Governador Ronaldo Caiado

O governador Ronaldo Caiado (DEM) comentou, em entrevista a emissoras de TV na manhã desta quarta-feira, 17, o descumprimento, por parte da prefeitura de Aparecida de Goiânia, em relação ao decreto estadual que prevê o fechamento do comércio não essencial durante um período de 14 dias.

Conforme mostrado pelo Jornal Opção, comerciantes de toda a região ficaram confusos, sem saber se deviam seguir as determinações do decreto municipal, assinado pelo prefeito Gustavo Mendanha (MDB) – que permite o funcionamento escalonado -, ou do decreto estadual, assinado por Caiado, que prevê a suspensão completa por 14 dias.

Viaturas da Polícia Militar estiveram nas ruas orientando o fechamento e encerramento das atividades ao passo em que a prefeitura de Aparecida sinalizou que os comerciantes poderiam funcionar normalmente.

Sobre o assunto, Caiado disparou: “Quando o estado é de calamidade, o que prevalece é uma regra única: quando não se tem leitos suficientes não podemos ter uma regra em uma cidade, uma regra em outra; o colapso é generalizado”.

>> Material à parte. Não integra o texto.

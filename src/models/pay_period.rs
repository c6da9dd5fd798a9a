//! Pay period and public holiday models.
//!
//! This module contains the [`PayPeriod`] and [`PublicHoliday`] types that
//! bound a wage run and classify the days inside it.

use chrono::NaiveDate;
use serde::{Deserialize, Serialize};

/// A public holiday. Work on a holiday is paid at the double-time tier.
///
/// A holiday without a branch applies company-wide.
#[derive(Debug, Clone, PartialEq, Eq, Serialize, Deserialize)]
pub struct PublicHoliday {
    /// The date of the public holiday.
    pub date: NaiveDate,
    /// The name of the public holiday (e.g., "New Year's Day").
    pub name: String,
    /// Restricts the holiday to one branch.
    #[serde(default)]
    pub branch: Option<String>,
}

impl PublicHoliday {
    /// Returns true if this holiday applies to the given branch on the given date.
    pub fn applies_to(&self, date: NaiveDate, branch: &str) -> bool {
        self.date == date
            && self
                .branch
                .as_deref()
                .is_none_or(|holiday_branch| holiday_branch.eq_ignore_ascii_case(branch))
    }
}

/// Represents a pay period with its date range and associated public holidays.
///
/// # Example
///
/// ```
/// use wage_engine::models::{PayPeriod, PublicHoliday};
/// use chrono::NaiveDate;
///
/// let pay_period = PayPeriod {
///     start_date: NaiveDate::from_ymd_opt(2026, 1, 1).unwrap(),
///     end_date: NaiveDate::from_ymd_opt(2026, 1, 15).unwrap(),
///     public_holidays: vec![PublicHoliday {
///         date: NaiveDate::from_ymd_opt(2026, 1, 1).unwrap(),
///         name: "New Year's Day".to_string(),
///         branch: None,
///     }],
/// };
///
/// assert!(pay_period.contains_date(NaiveDate::from_ymd_opt(2026, 1, 10).unwrap()));
/// assert!(pay_period.is_public_holiday(NaiveDate::from_ymd_opt(2026, 1, 1).unwrap(), "north"));
/// assert_eq!(pay_period.days().count(), 15);
/// ```
#[derive(Debug, Clone, PartialEq, Eq, Serialize, Deserialize)]
pub struct PayPeriod {
    /// The start date of the pay period (inclusive).
    pub start_date: NaiveDate,
    /// The end date of the pay period (inclusive).
    pub end_date: NaiveDate,
    /// Public holidays that fall within this pay period.
    #[serde(default)]
    pub public_holidays: Vec<PublicHoliday>,
}

impl PayPeriod {
    /// Checks if a given date falls within this pay period (inclusive).
    pub fn contains_date(&self, date: NaiveDate) -> bool {
        date >= self.start_date && date <= self.end_date
    }

    /// Checks if a given date is a public holiday for the given branch.
    pub fn is_public_holiday(&self, date: NaiveDate, branch: &str) -> bool {
        self.public_holidays
            .iter()
            .any(|holiday| holiday.applies_to(date, branch))
    }

    /// Iterates over every date in the period, start to end.
    pub fn days(&self) -> impl Iterator<Item = NaiveDate> + '_ {
        self.start_date
            .iter_days()
            .take_while(move |date| *date <= self.end_date)
    }
}

#[cfg(test)]
mod tests {
    use super::*;

    fn make_date(y: i32, m: u32, d: u32) -> NaiveDate {
        NaiveDate::from_ymd_opt(y, m, d).unwrap()
    }

    fn create_pay_period_with_holidays() -> PayPeriod {
        PayPeriod {
            start_date: make_date(2026, 12, 20),
            end_date: make_date(2027, 1, 3),
            public_holidays: vec![
                PublicHoliday {
                    date: make_date(2026, 12, 25),
                    name: "Christmas Day".to_string(),
                    branch: None,
                },
                PublicHoliday {
                    date: make_date(2026, 12, 28),
                    name: "Founders Day".to_string(),
                    branch: Some("north".to_string()),
                },
            ],
        }
    }

    #[test]
    fn test_contains_date_bounds_are_inclusive() {
        let period = create_pay_period_with_holidays();
        assert!(period.contains_date(period.start_date));
        assert!(period.contains_date(period.end_date));
        assert!(period.contains_date(make_date(2026, 12, 31)));
        assert!(!period.contains_date(make_date(2026, 12, 19)));
        assert!(!period.contains_date(make_date(2027, 1, 4)));
    }

    #[test]
    fn test_company_wide_holiday_applies_to_every_branch() {
        let period = create_pay_period_with_holidays();
        assert!(period.is_public_holiday(make_date(2026, 12, 25), "north"));
        assert!(period.is_public_holiday(make_date(2026, 12, 25), "south"));
        assert!(!period.is_public_holiday(make_date(2026, 12, 24), "north"));
    }

    #[test]
    fn test_branch_holiday_only_applies_to_its_branch() {
        let period = create_pay_period_with_holidays();
        assert!(period.is_public_holiday(make_date(2026, 12, 28), "north"));
        assert!(period.is_public_holiday(make_date(2026, 12, 28), "NORTH"));
        assert!(!period.is_public_holiday(make_date(2026, 12, 28), "south"));
    }

    #[test]
    fn test_days_spans_year_boundary() {
        let period = create_pay_period_with_holidays();
        let days: Vec<NaiveDate> = period.days().collect();
        assert_eq!(days.len(), 15);
        assert_eq!(days[0], make_date(2026, 12, 20));
        assert_eq!(days[14], make_date(2027, 1, 3));
    }

    #[test]
    fn test_days_is_empty_for_inverted_period() {
        let period = PayPeriod {
            start_date: make_date(2026, 1, 10),
            end_date: make_date(2026, 1, 1),
            public_holidays: vec![],
        };
        assert_eq!(period.days().count(), 0);
    }

    #[test]
    fn test_deserialize_holiday_without_branch() {
        let json = r#"{
            "start_date": "2026-01-01",
            "end_date": "2026-01-15",
            "public_holidays": [
                { "date": "2026-01-01", "name": "New Year's Day" }
            ]
        }"#;
        let period: PayPeriod = serde_json::from_str(json).unwrap();
        assert_eq!(period.public_holidays.len(), 1);
        assert_eq!(period.public_holidays[0].branch, None);
    }
}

Segundo o democrata, diante da situação em que o Estado se encontra, “prefeito nenhum pode criar o seu próprio protocolo”. E completou: “Cabe ao Ministério Público e ao Poder Judiciário decidir sobre aqueles que não queiram cumprir aquilo que o decreto determina, mas acho que está bem claro como é que devemos nos comportar neste momento”.

“É um momento de deixarmos as vaidades de lado e pensarmos na vida das pessoas. (…) Ao invés de ficarmos com picuinhas, quedas de braço, vamos seguir aquilo que a ciência determina”, finalizou o governador.

Em descompasso, a prefeitura de Aparecida argumenta que o modelo de isolamento social intermitente por escalonamento regional é semelhante ao 14 por 14 dias adotado pela capital goiana e em decreto oficial do estado. “Considerando um ciclo de 28 dias, cada macrozona vai fechar 14 dias também”, explica.